Le match de ce soir a toutes les allures d’un piège pour le Canadien. Pourtant, ces recrues, aussi inexpérimentées soient-elles, ont un potentiel intéressant.

Dennis Cholowski est un choix de premier tour (20e au total) en 2016, qui a connu toute une saison dans les rangs juniors à 19 ans. Filip Hronek a été choisi la même année, au deuxième tour (53e). L’an passé, à sa première saison complète dans la Ligue américaine, il a mené les défenseurs du club-école de Grand Rapids avec 39 points.

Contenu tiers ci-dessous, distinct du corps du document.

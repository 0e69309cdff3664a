use mysync_schema::ConfigurationError;
use thiserror::Error;

#[derive(Debug, Error)]
pub enum Error {
    #[error("configuration error: {0}")]
    Configuration(#[from] ConfigurationError),

    #[error("invalid configuration: {0}")]
    InvalidConfig(String),

    #[error("mysync configuration has already been initialized")]
    AlreadyInitialized,

    #[error("cannot parse schema{} at line {line}: {reason}", table_suffix(.table))]
    Parse {
        table: Option<String>,
        line: usize,
        reason: String,
    },

    #[error("statement failed: {statement}: {source}")]
    Execution {
        statement: String,
        #[source]
        source: sqlx::Error,
    },

    #[error("database error: {0}")]
    Database(#[from] sqlx::Error),
}

fn table_suffix(table: &Option<String>) -> String {
    table
        .as_ref()
        .map(|t| format!(" of table `{}`", t))
        .unwrap_or_default()
}

impl Error {
    /// The statement that failed, for execution errors.
    pub fn statement(&self) -> Option<&str> {
        match self {
            Error::Execution { statement, .. } => Some(statement),
            _ => None,
        }
    }
}
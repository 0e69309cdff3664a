//! Engine configuration.
//!
//! A [`Config`] is passed explicitly to [`SchemaSync`](crate::SchemaSync).
//! Applications that want a process-wide instance can register one with
//! [`init`]; registering twice is an error, not a panic.

use crate::{Error, Result};
use sqlx::MySqlPool;
use sqlx::mysql::MySqlPoolOptions;
use std::sync::OnceLock;

/// Charset used when none is configured.
pub const DEFAULT_CHARSET: &str = "utf8mb4";

/// Environment variable holding the charset.
pub const CHARSET_VAR: &str = "MYSYNC_CHARSET";

/// Environment variable holding the connection url.
pub const DATABASE_URL_VAR: &str = "DATABASE_URL";

#[derive(Debug, Clone, PartialEq, Eq)]
pub struct Config {
    /// Substituted verbatim into every `CREATE TABLE` statement.
    pub charset: String,
    /// Only needed by [`connect`].
    pub database_url: Option<String>,
}

impl Default for Config {
    fn default() -> Self {
        Self::new(DEFAULT_CHARSET)
    }
}

impl Config {
    pub fn new(charset: impl Into<String>) -> Self {
        Self {
            charset: charset.into(),
            database_url: None,
        }
    }

    pub fn with_database_url(mut self, url: impl Into<String>) -> Self {
        self.database_url = Some(url.into());
        self
    }

    /// Read configuration from the environment, loading `.env` first if one
    /// exists.
    pub fn from_env() -> Result<Self> {
        let _ = dotenvy::dotenv();
        Self::from_lookup(|key| std::env::var(key).ok())
    }

    fn from_lookup(lookup: impl Fn(&str) -> Option<String>) -> Result<Self> {
        let charset = lookup(CHARSET_VAR)
            .map(|c| c.trim().to_string())
            .filter(|c| !c.is_empty())
            .unwrap_or_else(|| DEFAULT_CHARSET.to_string());

        let config = Self {
            charset,
            database_url: lookup(DATABASE_URL_VAR).filter(|url| !url.trim().is_empty()),
        };
        config.validate()?;
        Ok(config)
    }

    /// The charset ends up unquoted in DDL, so only identifier characters
    /// are accepted.
    pub fn validate(&self) -> Result<()> {
        if self.charset.is_empty() {
            return Err(Error::InvalidConfig("charset must not be empty".to_string()));
        }
        if !self
            .charset
            .chars()
            .all(|c| c.is_ascii_alphanumeric() || c == '_')
        {
            return Err(Error::InvalidConfig(format!(
                "invalid charset `{}`",
                self.charset
            )));
        }
        Ok(())
    }
}

static GLOBAL: OnceLock<Config> = OnceLock::new();

/// Register the process-wide configuration.
pub fn init(config: Config) -> Result<&'static Config> {
    config.validate()?;
    let mut fresh = Some(config);
    let stored = GLOBAL.get_or_init(|| fresh.take().unwrap_or_default());
    match fresh {
        None => Ok(stored),
        Some(_) => Err(Error::AlreadyInitialized),
    }
}

/// The process-wide configuration, if [`init`] has been called.
pub fn global() -> Option<&'static Config> {
    GLOBAL.get()
}

/// Open a pool on the configured database.
pub async fn connect(config: &Config) -> Result<MySqlPool> {
    let url = config
        .database_url
        .as_deref()
        .ok_or_else(|| Error::InvalidConfig(format!("{} is not set", DATABASE_URL_VAR)))?;
    let pool = MySqlPoolOptions::new().connect(url).await?;
    Ok(pool)
}
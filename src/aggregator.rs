use crate::models::{AggregatedResult, JobBatch};
use crate::Result;
use tracing::warn;

/// Concatenates batches in the order given, keeping each batch's own order.
///
/// A failed batch contributes nothing; it is logged and the rest still count.
pub fn aggregate<I>(batches: I) -> AggregatedResult
where
    I: IntoIterator<Item = Result<JobBatch>>,
{
    let mut jobs = Vec::new();
    for batch in batches {
        match batch {
            Ok(batch) => jobs.extend(batch.jobs),
            Err(e) => warn!(kind = e.kind(), "skipping batch: {}", e),
        }
    }
    AggregatedResult::new(jobs)
}

#[cfg(test)]
mod tests {
    use super::*;
    use crate::models::{Job, Site};
    use crate::Error;
    use pretty_assertions::assert_eq;

    fn batch(site: Site, titles: &[&str]) -> JobBatch {
        let jobs = titles
            .iter()
            .map(|title| {
                let mut job = Job::new(site);
                job.title = title.to_string();
                job
            })
            .collect();
        JobBatch::new(site, jobs)
    }

    #[test]
    fn preserves_site_then_document_order() {
        let result = aggregate([
            Ok(batch(Site::Indeed, &["i1", "i2"])),
            Ok(batch(Site::LinkedIn, &["l1", "l2", "l3"])),
        ]);

        let seen: Vec<_> = result
            .iter()
            .map(|job| (job.site(), job.title.as_str()))
            .collect();
        assert_eq!(
            seen,
            vec![
                (Site::Indeed, "i1"),
                (Site::Indeed, "i2"),
                (Site::LinkedIn, "l1"),
                (Site::LinkedIn, "l2"),
                (Site::LinkedIn, "l3"),
            ]
        );
    }

    #[test]
    fn failed_batch_contributes_nothing() {
        let result = aggregate([
            Ok(batch(Site::Indeed, &["i1", "i2"])),
            Err(Error::MissingHtmlData {
                site: Site::LinkedIn,
            }),
            Ok(batch(Site::ZipRecruiter, &[])),
        ]);

        assert_eq!(result.len(), 2);
        assert!(result.iter().all(|job| job.site() == Site::Indeed));
    }

    #[test]
    fn no_batches_is_empty() {
        assert!(aggregate(Vec::new()).is_empty());
    }
}
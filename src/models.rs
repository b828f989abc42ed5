use serde::Serialize;
use std::fmt;
use std::str::FromStr;

/// The recruiting sites a search can run against.
#[derive(Debug, Clone, Copy, PartialEq, Eq, Hash, Serialize)]
pub enum Site {
    Indeed,
    LinkedIn,
    ZipRecruiter,
    CareerBuilder,
}

impl Site {
    /// Every site, in the order an all-sites run visits them.
    pub const ALL: [Site; 4] = [
        Site::Indeed,
        Site::LinkedIn,
        Site::ZipRecruiter,
        Site::CareerBuilder,
    ];

    pub fn as_str(&self) -> &'static str {
        match self {
            Self::Indeed => "Indeed",
            Self::LinkedIn => "LinkedIn",
            Self::ZipRecruiter => "ZipRecruiter",
            Self::CareerBuilder => "CareerBuilder",
        }
    }
}

impl fmt::Display for Site {
    fn fmt(&self, f: &mut fmt::Formatter<'_>) -> fmt::Result {
        f.write_str(self.as_str())
    }
}

impl FromStr for Site {
    type Err = String;

    fn from_str(s: &str) -> Result<Self, Self::Err> {
        Site::ALL
            .into_iter()
            .find(|site| site.as_str().eq_ignore_ascii_case(s.trim()))
            .ok_or_else(|| {
                format!(
                    "unknown site '{}' (expected one of: Indeed, LinkedIn, ZipRecruiter, CareerBuilder)",
                    s
                )
            })
    }
}

/// Text fields of a [`Job`] that extraction rules can fill.
#[derive(Debug, Clone, Copy, PartialEq, Eq)]
pub enum Field {
    Title,
    Link,
    Company,
    Location,
    Date,
}

/// One job posting scraped from a results page.
///
/// Every field is always present; anything the page did not provide is the
/// empty string. `site` is fixed when the record is created.
#[derive(Debug, Clone, PartialEq, Eq, Serialize)]
pub struct Job {
    site: Site,
    pub title: String,
    pub link: String,
    pub company: String,
    pub location: String,
    pub date: String,
}

impl Job {
    pub fn new(site: Site) -> Self {
        Self {
            site,
            title: String::new(),
            link: String::new(),
            company: String::new(),
            location: String::new(),
            date: String::new(),
        }
    }

    pub fn site(&self) -> Site {
        self.site
    }

    pub fn field_mut(&mut self, field: Field) -> &mut String {
        match field {
            Field::Title => &mut self.title,
            Field::Link => &mut self.link,
            Field::Company => &mut self.company,
            Field::Location => &mut self.location,
            Field::Date => &mut self.date,
        }
    }
}

/// The records one extractor pass produced for one site, in document order.
#[derive(Debug, Clone, PartialEq, Eq)]
pub struct JobBatch {
    pub site: Site,
    pub jobs: Vec<Job>,
}

impl JobBatch {
    pub fn new(site: Site, jobs: Vec<Job>) -> Self {
        Self { site, jobs }
    }
}

/// All batches of a run concatenated in request order. This is what sinks read.
#[derive(Debug, Clone, Default, PartialEq, Eq)]
pub struct AggregatedResult {
    jobs: Vec<Job>,
}

impl AggregatedResult {
    pub fn new(jobs: Vec<Job>) -> Self {
        Self { jobs }
    }

    pub fn jobs(&self) -> &[Job] {
        &self.jobs
    }

    pub fn len(&self) -> usize {
        self.jobs.len()
    }

    pub fn is_empty(&self) -> bool {
        self.jobs.is_empty()
    }

    pub fn iter(&self) -> std::slice::Iter<'_, Job> {
        self.jobs.iter()
    }
}

impl<'a> IntoIterator for &'a AggregatedResult {
    type Item = &'a Job;
    type IntoIter = std::slice::Iter<'a, Job>;

    fn into_iter(self) -> Self::IntoIter {
        self.jobs.iter()
    }
}
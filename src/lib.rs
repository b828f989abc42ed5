pub mod aggregator;
pub mod config;
pub mod error;
pub mod export;
pub mod extractor;
pub mod fetcher;
pub mod messaging;
pub mod models;
pub mod normalizer;
pub mod pipeline;
pub mod shortener;
pub mod sites;

pub use aggregator::aggregate;
pub use config::{FetchConfig, SearchQuery, SiteTable, SiteTemplate};
pub use error::Error;
pub use export::{CsvSink, ExportSink, JsonSink, SmsSink, TxtSink};
pub use extractor::{SiteDescriptor, SiteExtractor};
pub use fetcher::{ChromeFetcher, HtmlFetcher};
pub use messaging::{Carrier, Messenger, SenderCredentials, SmtpMessenger};
pub use models::{AggregatedResult, Job, JobBatch, Site};
pub use normalizer::normalize;
pub use pipeline::{PipelineWithJobs, ScrapePipeline};
pub use shortener::{Passthrough, TinyUrlShortener, UrlShortener};

pub type Result<T> = std::result::Result<T, Error>;
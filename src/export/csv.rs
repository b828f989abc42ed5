use super::{create_output, log_generated, ExportSink, CSV_FILE};
use crate::models::AggregatedResult;
use crate::{Error, Result};
use csv::{Terminator, WriterBuilder};
use std::path::PathBuf;

/// Spreadsheet-friendly rows; the link column is a `HYPERLINK` formula.
pub struct CsvSink {
    dir: PathBuf,
}

impl CsvSink {
    pub fn new(dir: impl Into<PathBuf>) -> Self {
        Self { dir: dir.into() }
    }
}

pub(crate) fn hyperlink(url: &str) -> String {
    format!("=HYPERLINK(\"{}\",\"Application Link\")", url)
}

impl ExportSink for CsvSink {
    fn name(&self) -> &'static str {
        "csv"
    }

    fn export(&self, result: &AggregatedResult) -> Result<()> {
        let (file, path) = create_output(&self.dir, CSV_FILE)?;
        let mut writer = WriterBuilder::new()
            .has_headers(false)
            .terminator(Terminator::Any(b'\n'))
            .from_writer(file);

        for job in result {
            writer
                .write_record([
                    job.site().as_str(),
                    job.title.as_str(),
                    hyperlink(&job.link).as_str(),
                    job.company.as_str(),
                    job.location.as_str(),
                    job.date.as_str(),
                ])
                .map_err(|e| Error::write(&path, e))?;
        }

        writer.flush().map_err(|e| Error::write(&path, e))?;
        log_generated(&self.dir, result.len());
        Ok(())
    }
}
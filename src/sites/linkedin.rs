use crate::extractor::{FieldRule, SiteDescriptor};
use crate::models::{Field, Site};

pub static DESCRIPTOR: SiteDescriptor = SiteDescriptor {
    site: Site::LinkedIn,
    card: "div.base-card",
    rules: &[
        FieldRule::attr("a.base-card__full-link", "href", Field::Link),
        FieldRule::text(
            "div.base-search-card__info h3.base-search-card__title",
            Field::Title,
        ),
        FieldRule::text(
            "div.base-search-card__info h4.base-search-card__subtitle a.hidden-nested-link",
            Field::Company,
        ),
        FieldRule::text(
            "div.base-search-card__metadata span.job-search-card__location",
            Field::Location,
        ),
        FieldRule::attr(
            "div.base-search-card__metadata time.job-search-card__listdate",
            "datetime",
            Field::Date,
        ),
    ],
};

Ces deux joueurs ressortent particulièrement du lot parce qu’ils n’ont que 20 ans, dans une organisation qui a fait de la patience son modus operandi. Henrik Zetterberg avait 22 ans quand il a fait ses débuts avec les Wings. Pavel Datsyuk en avait 23, tout comme Kronwall. Plus récemment, Anthony Mantha avait 22 ans quand il s’est établi en permanence à Detroit. Dylan Larkin (19 ans) a été une rare exception ces dernières années.

Les Wings sont en pleine reconstruction, et on devine que Ken Holland aurait préféré que ses jeunes arrières apprennent le métier à Grand Rapids, pendant que ses vétérans écoulent leurs dernières années de contrat.

« Je pensais que ça allait me prendre pas mal plus de temps avant que je joue dans la LNH. La plupart des gars passent deux ou trois ans à Grand Rapids avant d’être rappelés. »

— Filip Hronek

Kronwall tente quant à lui d’y voir le positif. « C’est correct, ça te permet de voir ce que tu as comme profondeur dans l’organisation et ça donne de l’expérience à ces jeunes. Cela dit, on doit mieux jouer. »

Ironiquement, les Wings renoueront ce soir avec un défenseur, Xavier Ouellet, dont ils ont racheté le contrat l’été dernier. On devine que dans les circonstances, le Québécois aurait pu leur rendre de fiers services.